**What this task involves**.
Beginning with the first line of the data below, reproduce every line unchanged, ending with the line that holds "handed to its".

**Supplied records**.
//! Error types for session orchestration

use crate::types::Phase;
use thiserror::Error;

/// Result type alias for orchestration operations
pub type Result<T> = std::result::Result<T, Error>;

/// Errors that can occur while driving a threshold session
///
/// Cloneable so that the failure that ends a session can be handed to its
/// waiter and returned to whichever caller triggered it.
#[derive(Debug, Clone, Error, PartialEq, Eq)]
pub enum Error {
    /// Invalid party or orchestrator configuration
    #[error("Invalid configuration: {0}")]
    InvalidConfig(String),

    /// Threshold requirements not met
    #[error("Threshold not met: required {required}, got {actual}")]
    ThresholdNotMet { required: usize, actual: usize },

    /// Party id not present in the directory
    #[error("Unknown party: {0}")]
    UnknownParty(String),

    /// Point-to-point message addressed to its own origin
    #[error("Party {0} tried to send a message to itself")]
    SelfAddressed(String),

    /// Party outside the participant set of a phase
    #[error("Party {party} does not participate in {phase}")]
    NotParticipant { party: String, phase: Phase },

    /// Inbound message for a phase whose engine will never be constructed
    #[error("No {0} session will accept messages")]
    GateClosed(Phase),

    /// Signing requested before keygen produced key material
    #[error("Keygen has not completed")]
    KeygenIncomplete,

    /// Waiting on a phase that was never started
    #[error("{0} session has not been started")]
    NotStarted(Phase),

    /// Phase already running or completed
    #[error("{0} session already started")]
    AlreadyStarted(Phase),

    /// Session reached a terminal state
    #[error("{0} session is closed")]
    SessionClosed(Phase),

    /// Transport could not deliver a message
    #[error("Transport error sending to {to}: {reason}")]
    Transport { to: String, reason: String },

    /// Engine refused an inbound payload
    #[error("Engine rejected message from {from}: {reason}")]
    EngineRejected { from: String, reason: String },

    /// Engine reported a setup or runtime failure
    #[error("Engine error: {0}")]
    Engine(String),

    /// Serialization error
    #[error("Serialization error: {0}")]
    Serialization(String),

    /// Deserialization error
    #[error("Deserialization error: {0}")]
    Deserialization(String),

    /// Key store error
    #[error("Key store error: {0}")]
    Store(String),

    /// Timeout waiting for a phase
    #[error("Timeout waiting for {0}")]
    Timeout(String),

    /// Internal error
    #[error("Internal error: {0}")]
    Internal(String),
}

/// Coarse classification of [`Error`] for callers deciding whether to re-run
/// a phase
#[derive(Debug, Clone, Copy, PartialEq, Eq)]
pub enum ErrorKind {
    Configuration,
    ProtocolViolation,
    Precondition,
    Transport,
    Engine,
    Timeout,
    Internal,
}

impl Error {
    /// Classify this error
    pub fn kind(&self) -> ErrorKind {
        match self {
            Error::InvalidConfig(_) | Error::ThresholdNotMet { .. } => ErrorKind::Configuration,
            Error::UnknownParty(_)
            | Error::SelfAddressed(_)
            | Error::NotParticipant { .. }
            | Error::GateClosed(_) => ErrorKind::ProtocolViolation,
            Error::KeygenIncomplete
            | Error::NotStarted(_)
            | Error::AlreadyStarted(_)
            | Error::SessionClosed(_) => ErrorKind::Precondition,
            Error::Transport { .. } => ErrorKind::Transport,
            Error::EngineRejected { .. }
            | Error::Engine(_)
            | Error::Serialization(_)
            | Error::Deserialization(_) => ErrorKind::Engine,
            Error::Timeout(_) => ErrorKind::Timeout,
            Error::Store(_) | Error::Internal(_) => ErrorKind::Internal,
        }
    }
}

impl From<serde_json::Error> for Error {
    fn from(e: serde_json::Error) -> Self {
        Error::Serialization(e.to_string())
    }
}
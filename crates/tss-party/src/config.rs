//! Node configuration file

use anyhow::{Context, Result};
use serde::{Deserialize, Serialize};
use std::path::Path;
use std::time::Duration;
use tss_core::{OrchestratorConfig, PartyDirectory, PartyIdentifier};

/// Cluster description shared by every node
#[derive(Debug, Clone, Serialize, Deserialize)]
pub struct NodeConfig {
    /// `threshold + 1` parties are needed to sign
    pub threshold: usize,

    /// Party ids that sign; all parties when absent
    #[serde(default)]
    pub signers: Option<Vec<String>>,

    pub parties: Vec<PartyIdentifier>,

    #[serde(default)]
    pub readiness_retry_ms: Option<u64>,

    #[serde(default)]
    pub phase_timeout_ms: Option<u64>,
}

impl Default for NodeConfig {
    /// Four local parties on ports 50051..50054, threshold 2, all signing
    fn default() -> Self {
        let parties = (1..=4)
            .map(|i| {
                PartyIdentifier::new(&format!("p{i}"), &format!("tss{i}"), &i.to_string())
                    .with_address(&format!("127.0.0.1:{}", 50050 + i))
            })
            .collect();

        Self {
            threshold: 2,
            signers: None,
            parties,
            readiness_retry_ms: None,
            phase_timeout_ms: None,
        }
    }
}

impl NodeConfig {
    /// Read a JSON config file, or fall back to the default cluster
    pub fn load(path: Option<&Path>) -> Result<Self> {
        let Some(path) = path else {
            return Ok(Self::default());
        };
        let json = std::fs::read_to_string(path)
            .with_context(|| format!("reading config {}", path.display()))?;
        serde_json::from_str(&json).with_context(|| format!("parsing config {}", path.display()))
    }

    pub fn directory(&self) -> tss_core::Result<PartyDirectory> {
        PartyDirectory::build(self.parties.clone())
    }

    pub fn orchestrator(&self) -> OrchestratorConfig {
        let mut config = OrchestratorConfig::new(self.threshold);
        if let Some(signers) = &self.signers {
            config = config.with_signers(signers.iter().cloned());
        }
        if let Some(ms) = self.readiness_retry_ms {
            config = config.with_readiness_retry(Duration::from_millis(ms));
        }
        if let Some(ms) = self.phase_timeout_ms {
            config = config.with_phase_timeout(Duration::from_millis(ms));
        }
        config
    }
}
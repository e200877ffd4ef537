//! Reference engine
//!
//! A small working engine behind [`ProtocolEngine`] so that clusters can run
//! end to end:
//!
//! - keygen is a dealerless Feldman-VSS DKG: every party broadcasts
//!   commitments to a random degree-`t` polynomial, sends each peer the
//!   polynomial evaluated at the peer's key scalar, verifies what it receives
//!   and sums it into its secret share.
//! - signing has each signer broadcast its Lagrange-weighted share; every
//!   signer reconstructs the key, checks it against the group public key and
//!   signs deterministically (RFC 6979, SHA-256).
//!
//! Signing reveals the key to the signing subset. Use it for local clusters
//! and tests only.
//!
//! Inbound messages may arrive in any order; instances buffer until they have
//! everything a round needs.

mod keygen;
mod messages;
mod signing;

pub use messages::WireMessage;

use super::{EngineConfig, EngineEvent, EngineInstance, EventStream, PhaseParams, ProtocolEngine};
use crate::config::quorum;
use crate::types::Phase;
use crate::{Error, Result};
use keygen::KeygenInstance;
use signing::SigningInstance;
use std::sync::{Mutex, MutexGuard};
use tokio::sync::mpsc;

/// Feldman DKG plus key-reconstructing signer
#[derive(Debug, Default, Clone, Copy)]
pub struct ReferenceEngine;

impl ReferenceEngine {
    pub fn new() -> Self {
        Self
    }
}

impl ProtocolEngine for ReferenceEngine {
    fn new_instance(&self, config: EngineConfig) -> Result<Box<dyn EngineInstance>> {
        if !config.parties.iter().any(|party| party.id == config.local.id) {
            return Err(Error::NotParticipant {
                party: config.local.id.clone(),
                phase: config.phase(),
            });
        }

        match config.params.clone() {
            PhaseParams::Keygen => {
                let required = quorum(config.threshold)?;
                if config.parties.len() < required {
                    return Err(Error::ThresholdNotMet {
                        required,
                        actual: config.parties.len(),
                    });
                }
                Ok(Box::new(KeygenInstance::new(config)))
            }
            PhaseParams::Signing { message, key } => {
                Ok(Box::new(SigningInstance::new(config, message, key)?))
            }
        }
    }
}

/// Event channel of one instance; the receiving half is handed out once
struct Outbox {
    events: mpsc::UnboundedSender<EngineEvent>,
    stream: Mutex<Option<EventStream>>,
}

impl Outbox {
    fn new() -> Self {
        let (events, stream) = mpsc::unbounded_channel();
        Self {
            events,
            stream: Mutex::new(Some(stream)),
        }
    }

    fn take_stream(&self, phase: Phase) -> Result<EventStream> {
        lock(&self.stream)?
            .take()
            .ok_or_else(|| Error::Engine(format!("{phase} instance already started")))
    }

    fn emit(&self, event: EngineEvent) {
        // The session may already have dropped the stream after a terminal event.
        let _ = self.events.send(event);
    }
}

fn lock<T>(mutex: &Mutex<T>) -> Result<MutexGuard<'_, T>> {
    mutex
        .lock()
        .map_err(|_| Error::Internal("engine state lock poisoned".into()))
}

#[cfg(test)]
mod tests {
    use super::*;
    use crate::engine::PhaseOutput;
    use crate::testing::parties;
    use crate::types::{Destination, KeyMaterial, PartyIdentity, RawSignature};
    use std::sync::Arc;

    /// Run instances to quiescence, routing outbound messages by hand
    fn run(
        instances: &[Box<dyn EngineInstance>],
        streams: &mut [EventStream],
        tamper: impl Fn(&PartyIdentity, &PartyIdentity, Vec<u8>) -> Vec<u8>,
    ) -> Vec<Option<EngineEvent>> {
        let mut results: Vec<Option<EngineEvent>> = (0..instances.len()).map(|_| None).collect();
        loop {
            let mut progressed = false;
            for i in 0..instances.len() {
                while let Ok(event) = streams[i].try_recv() {
                    progressed = true;
                    match event {
                        EngineEvent::Outbound(message) => {
                            let is_broadcast = message.is_broadcast();
                            for target in instances.iter() {
                                let to = target.identity();
                                let addressed = match &message.destination {
                                    Destination::All => to.id != message.origin.id,
                                    Destination::Party(party) => party.id == to.id,
                                };
                                if addressed {
                                    let payload =
                                        tamper(&message.origin, to, message.payload.clone());
                                    target
                                        .update_from_bytes(&payload, &message.origin, is_broadcast)
                                        .unwrap();
                                }
                            }
                        }
                        terminal => results[i] = Some(terminal),
                    }
                }
            }
            if !progressed {
                return results;
            }
        }
    }

    fn keygen(ids: &[&str], threshold: usize) -> Vec<KeyMaterial> {
        let all = parties(ids);
        let instances: Vec<_> = all
            .iter()
            .map(|local| {
                ReferenceEngine
                    .new_instance(EngineConfig {
                        parties: all.clone(),
                        local: local.clone(),
                        threshold,
                        params: PhaseParams::Keygen,
                    })
                    .unwrap()
            })
            .collect();
        let mut streams: Vec<_> = instances.iter().map(|i| i.start().unwrap()).collect();

        run(&instances, &mut streams, |_, _, payload| payload)
            .into_iter()
            .map(|result| match result {
                Some(EngineEvent::Completed(PhaseOutput::Key(key))) => key,
                other => panic!("keygen did not complete: {other:?}"),
            })
            .collect()
    }

    fn sign(keys: &[KeyMaterial], signer_ids: &[&str], message: &[u8]) -> Vec<RawSignature> {
        let signers: Vec<_> = keys[0]
            .parties
            .iter()
            .filter(|party| signer_ids.contains(&party.id.as_str()))
            .cloned()
            .collect();
        let instances: Vec<_> = signers
            .iter()
            .map(|local| {
                let key = keys.iter().find(|k| k.party_id == local.id).unwrap();
                ReferenceEngine
                    .new_instance(EngineConfig {
                        parties: signers.clone(),
                        local: local.clone(),
                        threshold: key.threshold,
                        params: PhaseParams::Signing {
                            message: message.to_vec(),
                            key: Arc::new(key.clone()),
                        },
                    })
                    .unwrap()
            })
            .collect();
        let mut streams: Vec<_> = instances.iter().map(|i| i.start().unwrap()).collect();

        run(&instances, &mut streams, |_, _, payload| payload)
            .into_iter()
            .map(|result| match result {
                Some(EngineEvent::Completed(PhaseOutput::Signature(signature))) => signature,
                other => panic!("signing did not complete: {other:?}"),
            })
            .collect()
    }

    #[test]
    fn test_keygen_agrees_on_public_key() {
        let keys = keygen(&["p1", "p2", "p3", "p4"], 2);
        assert_eq!(keys.len(), 4);
        for key in &keys {
            assert_eq!(key.public_key, keys[0].public_key);
            assert_eq!(key.public_key.len(), 33);
            assert_eq!(key.threshold, 2);
            assert_eq!(key.parties.len(), 4);
        }
        let shares: std::collections::HashSet<_> = keys.iter().map(|k| k.secret_share).collect();
        assert_eq!(shares.len(), 4);
    }

    #[test]
    fn test_any_threshold_subset_signs() {
        let keys = keygen(&["p1", "p2", "p3", "p4"], 2);
        let message = b"hey this is a test";

        let subsets: [&[&str]; 3] = [
            &["p1", "p2", "p3"],
            &["p2", "p3", "p4"],
            &["p1", "p2", "p3", "p4"],
        ];
        for subset in subsets {
            let signatures = sign(&keys, subset, message);
            assert_eq!(signatures.len(), subset.len());
            for signature in &signatures {
                assert!(keys[0].verify(message, &signature.r, &signature.s));
                assert_eq!(signature, &signatures[0]);
            }
        }
    }

    #[test]
    fn test_signing_below_threshold_refused() {
        let keys = keygen(&["p1", "p2", "p3"], 2);
        let signers: Vec<_> = keys[0].parties[..2].to_vec();
        let err = ReferenceEngine
            .new_instance(EngineConfig {
                parties: signers.clone(),
                local: signers[0].clone(),
                threshold: 2,
                params: PhaseParams::Signing {
                    message: b"m".to_vec(),
                    key: Arc::new(keys[0].clone()),
                },
            })
            .err()
            .unwrap();
        assert_eq!(
            err,
            Error::ThresholdNotMet {
                required: 3,
                actual: 2
            }
        );
    }

    #[test]
    fn test_tampered_share_fails_keygen() {
        let all = parties(&["a", "b", "c"]);
        let instances: Vec<_> = all
            .iter()
            .map(|local| {
                ReferenceEngine
                    .new_instance(EngineConfig {
                        parties: all.clone(),
                        local: local.clone(),
                        threshold: 1,
                        params: PhaseParams::Keygen,
                    })
                    .unwrap()
            })
            .collect();
        let mut streams: Vec<_> = instances.iter().map(|i| i.start().unwrap()).collect();

        let results = run(&instances, &mut streams, |from, to, payload| {
            if from.id == "a" && to.id == "c" {
                if let Ok(WireMessage::Share { .. }) = WireMessage::from_bytes(&payload) {
                    let forged = messages::encode_scalar(&k256::Scalar::from(42u64));
                    return WireMessage::Share { share: forged }.to_bytes().unwrap();
                }
            }
            payload
        });

        assert!(matches!(results[2], Some(EngineEvent::Failed(Error::Engine(_)))));
        assert!(matches!(
            results[1],
            Some(EngineEvent::Completed(PhaseOutput::Key(_)))
        ));
    }

    #[test]
    fn test_unexpected_updates_not_accepted() {
        let all = parties(&["a", "b", "c"]);
        let config = |local: &PartyIdentity| EngineConfig {
            parties: all.clone(),
            local: local.clone(),
            threshold: 1,
            params: PhaseParams::Keygen,
        };
        let instance = ReferenceEngine.new_instance(config(&all[0])).unwrap();
        let _stream = instance.start().unwrap();

        let share = WireMessage::Share {
            share: messages::encode_scalar(&k256::Scalar::ONE),
        }
        .to_bytes()
        .unwrap();
        // Shares travel point-to-point only.
        assert!(!instance.update_from_bytes(&share, &all[1], true).unwrap());
        assert!(instance.update_from_bytes(&share, &all[1], false).unwrap());
        // Second share from the same party.
        assert!(!instance.update_from_bytes(&share, &all[1], false).unwrap());

        let outsider = crate::testing::party("z", 9);
        assert!(!instance.update_from_bytes(&share, &outsider, false).unwrap());

        assert!(matches!(
            instance.update_from_bytes(b"\xff\x00", &all[2], false),
            Err(Error::Deserialization(_))
        ));
        assert!(instance.start().is_err());
    }

    #[test]
    fn test_early_messages_buffered_before_start() {
        let all = parties(&["a", "b"]);
        let instances: Vec<_> = all
            .iter()
            .map(|local| {
                ReferenceEngine
                    .new_instance(EngineConfig {
                        parties: all.clone(),
                        local: local.clone(),
                        threshold: 1,
                        params: PhaseParams::Keygen,
                    })
                    .unwrap()
            })
            .collect();

        // "a" runs and its output reaches "b" before "b" starts.
        let mut a_stream = instances[0].start().unwrap();
        while let Ok(EngineEvent::Outbound(message)) = a_stream.try_recv() {
            assert!(instances[1]
                .update_from_bytes(&message.payload, &all[0], message.is_broadcast())
                .unwrap());
        }

        let b_stream = instances[1].start().unwrap();
        let mut streams = vec![a_stream, b_stream];
        let results = run(&instances, &mut streams, |_, _, payload| payload);
        for result in results {
            assert!(matches!(
                result,
                Some(EngineEvent::Completed(PhaseOutput::Key(_)))
            ));
        }
    }
}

**Result for this task**.
//! Error types for session orchestration

use crate::types::Phase;
use thiserror::Error;

/// Result type alias for orchestration operations
pub type Result<T> = std::result::Result<T, Error>;

/// Errors that can occur while driving a threshold session
///
/// Cloneable so that the failure that ends a session can be handed to its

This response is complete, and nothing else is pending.